However, the Harvey rule does not apply where the dismissed counts are “transactionally related” to the count to which the defendant pleaded guilty. (Harvey, supra, 25 Cal.3d. at p. 758, citing People v. Guevara (1979) 88 Cal.App.3d 86, 92-94.) Consequently, the sentencing court may take into account facts underlying charges that were dismissed pursuant to a plea bargain if those facts were also transactionally related to the offense to which defendant pleaded guilty. (Harvey, at p. 758.) “ ‘The plea bargain does not, expressly or by implication, preclude the sentencing court from reviewing all the circumstances relating to [the] admitted offenses to the legislatively mandated end that a term, lower, middle or upper, be imposed on [the defendant] commensurate with the gravity of his crime.’ ” (Ibid., quoting Guevara, at p. 94.)

Standard of Review

“In the ordinary case in which a trial court imposes a probation condition based on its determination of historical or situational facts regarding the defendant or the defendant’s offenses, a reviewing court is confined to determining whether the condition amounted to an abuse of discretion.” (People v. Leon (2010) 181 Cal.App.4th 943, 949, citing People v. Carbajal (1995) 10 Cal.4th 1114, 1120-1121.) The trial court “ ‘has broad discretion to impose conditions to foster rehabilitation and to protect public safety.’ ” (Leon, at p. 949, citing Carbajal, at p. 1120.) However, the court’s discretion is not without limits. “As with any exercise of discretion, the sentencing court violates this standard when its determination is arbitrary or capricious or exceeds the bounds of reason, all of the circumstances being considered.” (Leon, at p. 949, quoting Carbajal, at p. 1121, internal quotation marks omitted.)
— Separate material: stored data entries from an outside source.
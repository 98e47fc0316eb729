// Lightweight pattern learning over short performance-feature windows
//
// A feature vector is extracted each time the sliding sample buffer
// fills. Significant vectors that do not resemble any stored pattern are
// learned; re-matches increment the stored pattern's occurrence count.
// The table is bounded, evicting oldest-first.

use serde::{Deserialize, Serialize};
use tracing::debug;

use crate::sampler::MetricSample;

/// Patterns kept before oldest-first eviction.
pub const PATTERN_TABLE_CAPACITY: usize = 20;

/// Minimum mean per-feature similarity to count as a re-match.
pub const SIMILARITY_THRESHOLD: f64 = 0.8;

/// Feature vector summarizing a window of FPS samples.
#[derive(Debug, Clone, Copy, PartialEq, Serialize, Deserialize)]
pub struct PatternFeatures {
    pub avg_fps: f64,
    pub fps_variance: f64,
    /// Net FPS change across the window; negative means declining.
    pub trend_direction: f64,
    /// Mean absolute frame-to-frame FPS change.
    pub volatility: f64,
    /// Successive drops larger than 5 FPS.
    pub drop_count: u32,
    /// Largest single successive drop.
    pub max_drop: f64,
}

impl PatternFeatures {
    /// Extract features from a sample window. Needs at least two samples.
    pub fn extract(samples: &[MetricSample]) -> Option<Self> {
        if samples.len() < 2 {
            return None;
        }
        let n = samples.len() as f64;
        let avg_fps = samples.iter().map(|s| s.value).sum::<f64>() / n;
        let fps_variance =
            samples.iter().map(|s| (s.value - avg_fps).powi(2)).sum::<f64>() / n;

        let mut volatility_sum = 0.0;
        let mut drop_count = 0u32;
        let mut max_drop = 0.0f64;
        for pair in samples.windows(2) {
            let delta = pair[1].value - pair[0].value;
            volatility_sum += delta.abs();
            if delta < -5.0 {
                drop_count += 1;
            }
            if -delta > max_drop {
                max_drop = -delta;
            }
        }

        Some(Self {
            avg_fps,
            fps_variance,
            trend_direction: samples[samples.len() - 1].value - samples[0].value,
            volatility: volatility_sum / (n - 1.0),
            drop_count,
            max_drop,
        })
    }

    /// Whether this window is worth remembering at all.
    pub fn is_significant(&self) -> bool {
        self.fps_variance > 20.0
            || self.trend_direction.abs() > 10.0
            || self.drop_count > 3
            || self.volatility > 5.0
    }

    fn as_vector(&self) -> [f64; 6] {
        [
            self.avg_fps,
            self.fps_variance,
            self.trend_direction,
            self.volatility,
            self.drop_count as f64,
            self.max_drop,
        ]
    }
}

/// Mean per-feature normalized similarity in [0, 1]. Symmetric by
/// construction: each feature contributes 1 - |a-b| / max(|a|, |b|, 1).
pub fn similarity(a: &PatternFeatures, b: &PatternFeatures) -> f64 {
    let va = a.as_vector();
    let vb = b.as_vector();
    let mut total = 0.0;
    for (x, y) in va.iter().zip(vb.iter()) {
        let scale = x.abs().max(y.abs()).max(1.0);
        total += 1.0 - (x - y).abs() / scale;
    }
    total / va.len() as f64
}

/// Coarse severity assigned to a learned pattern.
#[derive(Debug, Clone, Copy, PartialEq, Eq, Serialize, Deserialize)]
#[serde(rename_all = "snake_case")]
pub enum PatternSeverity {
    Low,
    Medium,
    High,
}

impl PatternFeatures {
    pub fn severity(&self) -> PatternSeverity {
        if self.max_drop > 15.0 || self.fps_variance > 60.0 {
            PatternSeverity::High
        } else if self.drop_count > 3 || self.trend_direction < -10.0 {
            PatternSeverity::Medium
        } else {
            PatternSeverity::Low
        }
    }
}

/// A learned pattern with its occurrence bookkeeping.
#[derive(Debug, Clone, PartialEq, Serialize, Deserialize)]
pub struct PerformancePattern {
    pub id: String,
    pub features: PatternFeatures,
    pub created_at_ms: u64,
    pub occurrences: u32,
    pub severity: PatternSeverity,
}

/// Result of feeding one feature vector to the table.
#[derive(Debug, Clone, PartialEq)]
pub enum PatternOutcome {
    /// Matched an existing pattern; occurrence count incremented.
    Matched { id: String, occurrences: u32 },
    /// Significant and novel; stored.
    Learned { id: String },
    /// Neither matched nor significant enough to store.
    Discarded,
}

/// Bounded table of learned patterns, oldest evicted at capacity.
pub struct PatternTable {
    patterns: Vec<PerformancePattern>,
    next_id: u64,
}

impl PatternTable {
    pub fn new() -> Self {
        Self {
            patterns: Vec::new(),
            next_id: 1,
        }
    }

    pub fn len(&self) -> usize {
        self.patterns.len()
    }

    pub fn is_empty(&self) -> bool {
        self.patterns.is_empty()
    }

    pub fn patterns(&self) -> &[PerformancePattern] {
        &self.patterns
    }

    /// Match against stored patterns first; learn only significant
    /// novel vectors.
    pub fn observe(&mut self, features: PatternFeatures, now_ms: u64) -> PatternOutcome {
        let mut best: Option<(usize, f64)> = None;
        for (idx, pattern) in self.patterns.iter().enumerate() {
            let score = similarity(&features, &pattern.features);
            if score >= SIMILARITY_THRESHOLD
                && best.map(|(_, s)| score > s).unwrap_or(true)
            {
                best = Some((idx, score));
            }
        }

        if let Some((idx, score)) = best {
            let pattern = &mut self.patterns[idx];
            pattern.occurrences += 1;
            debug!(
                id = %pattern.id,
                score,
                occurrences = pattern.occurrences,
                "performance pattern re-matched"
            );
            return PatternOutcome::Matched {
                id: pattern.id.clone(),
                occurrences: pattern.occurrences,
            };
        }

        if !features.is_significant() {
            return PatternOutcome::Discarded;
        }

        let id = format!("pattern-{}", self.next_id);
        self.next_id += 1;
        self.patterns.push(PerformancePattern {
            id: id.clone(),
            features,
            created_at_ms: now_ms,
            occurrences: 1,
            severity: features.severity(),
        });
        if self.patterns.len() > PATTERN_TABLE_CAPACITY {
            let evicted = self.patterns.remove(0);
            debug!(id = %evicted.id, "oldest performance pattern evicted");
        }
        debug!(id = %id, "new performance pattern learned");
        PatternOutcome::Learned { id }
    }
}

impl Default for PatternTable {
    fn default() -> Self {
        Self::new()
    }
}

#[cfg(test)]
mod tests {
    use super::*;

    fn samples(values: &[f64]) -> Vec<MetricSample> {
        values
            .iter()
            .enumerate()
            .map(|(i, v)| MetricSample::new(*v, i as u64 * 100))
            .collect()
    }

    fn declining_features() -> PatternFeatures {
        PatternFeatures::extract(&samples(&[60.0, 52.0, 45.0, 38.0, 30.0]))
            .expect("enough samples")
    }

    #[test]
    fn test_extraction_basics() {
        let features = declining_features();
        assert!((features.avg_fps - 45.0).abs() < 1e-9);
        assert!(features.trend_direction < -25.0);
        assert_eq!(features.drop_count, 4);
        assert!((features.max_drop - 8.0).abs() < 1e-9);
        assert!(features.is_significant());
    }

    #[test]
    fn test_steady_window_is_not_significant() {
        let features = PatternFeatures::extract(&samples(&[60.0, 60.5, 59.8, 60.1, 60.0]))
            .expect("extracts");
        assert!(!features.is_significant());
    }

    #[test]
    fn test_similarity_is_symmetric() {
        let a = declining_features();
        let b = PatternFeatures::extract(&samples(&[58.0, 50.0, 47.0, 35.0, 31.0]))
            .expect("extracts");
        let ab = similarity(&a, &b);
        let ba = similarity(&b, &a);
        assert!((ab - ba).abs() < 1e-12, "similarity must be symmetric");
        assert!((similarity(&a, &a) - 1.0).abs() < 1e-12);
    }

    #[test]
    fn test_rematch_increments_occurrences() {
        let mut table = PatternTable::new();
        let features = declining_features();
        assert!(matches!(
            table.observe(features, 0),
            PatternOutcome::Learned { .. }
        ));
        match table.observe(features, 1_000) {
            PatternOutcome::Matched { occurrences, .. } => assert_eq!(occurrences, 2),
            other => panic!("expected rematch, got {:?}", other),
        }
        assert_eq!(table.len(), 1);
    }

    #[test]
    fn test_insignificant_novel_vector_discarded() {
        let mut table = PatternTable::new();
        let features = PatternFeatures::extract(&samples(&[60.0, 60.5, 59.8, 60.1, 60.0]))
            .expect("extracts");
        assert_eq!(table.observe(features, 0), PatternOutcome::Discarded);
        assert!(table.is_empty());
    }

    #[test]
    fn test_table_capacity_evicts_oldest() {
        let mut table = PatternTable::new();
        // Geometrically scaled windows keep every feature pair well under
        // the similarity threshold, so nothing re-matches.
        for i in 0..(PATTERN_TABLE_CAPACITY + 3) {
            let s = 10.0 * 3f64.powi(i as i32);
            let base = 100.0 * s;
            let features = PatternFeatures::extract(&samples(&[
                base + 3.0 * s,
                base + s,
                base - s,
                base - 3.0 * s,
            ]))
            .expect("extracts");
            assert!(
                matches!(table.observe(features, i as u64), PatternOutcome::Learned { .. }),
                "vector {} should be novel",
                i
            );
        }
        assert_eq!(table.len(), PATTERN_TABLE_CAPACITY);
        assert_eq!(
            table.patterns()[0].id,
            "pattern-4",
            "oldest three patterns must have been evicted"
        );
    }
}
Were Drug Counts Transactionally-Related to Admitted Counts?

Our analysis begins with the question whether the drug charges that were dismissed as part of defendant’s plea bargain were transactionally related to the vehicle theft and receiving stolen property charges that defendant admitted. As noted previously, the parties dispute whether the dismissed drug charges were transactionally related to the admitted property offenses.

Several cases have interpreted and applied the transactionally related exception to the Harvey rule. We shall examine two cases where the admitted counts and the dismissed counts were transactionally related and two cases where the court concluded there was no transactional relationship.

In setting forth the transactionally related exception, the Harvey court relied on Guevara. The defendant in Guevara was charged with escape and five counts of kidnapping, with weapon use allegations. He pleaded guilty to escape and one count of kidnapping and the other counts and weapons enhancements were dismissed pursuant to a plea bargain. The victim of the admitted kidnapping count was a six-year-old boy named Mark. The defendant used a shotgun to compel the boy and his mother to enter a car at the beginning of the kidnapping. (Guevara, supra, 88 Cal.App.3d at p. 89.) At sentencing, the court used the facts that the admitted kidnapping involved multiple victims and the use of a weapon to enhance the sentence and impose the upper term. The defendant challenged the sentence, arguing that the court should not have considered the kidnapping count involving the mother and the weapons use allegation that were dismissed as part of the plea bargain. The appellate court concluded that the weapon use and multiple victims were properly considered as aggravating factors and explained that the circumstances the court may consider “include those facts, matters occurring, acts committed or omitted in the commission of the kidnapping of Mark. The circumstances would not be limited solely to the act of kidnap itself.” (Id. at p. 93.) The court held that the plea bargain was not violated by the court’s examination and use of the circumstances of the admitted crime. (Ibid.)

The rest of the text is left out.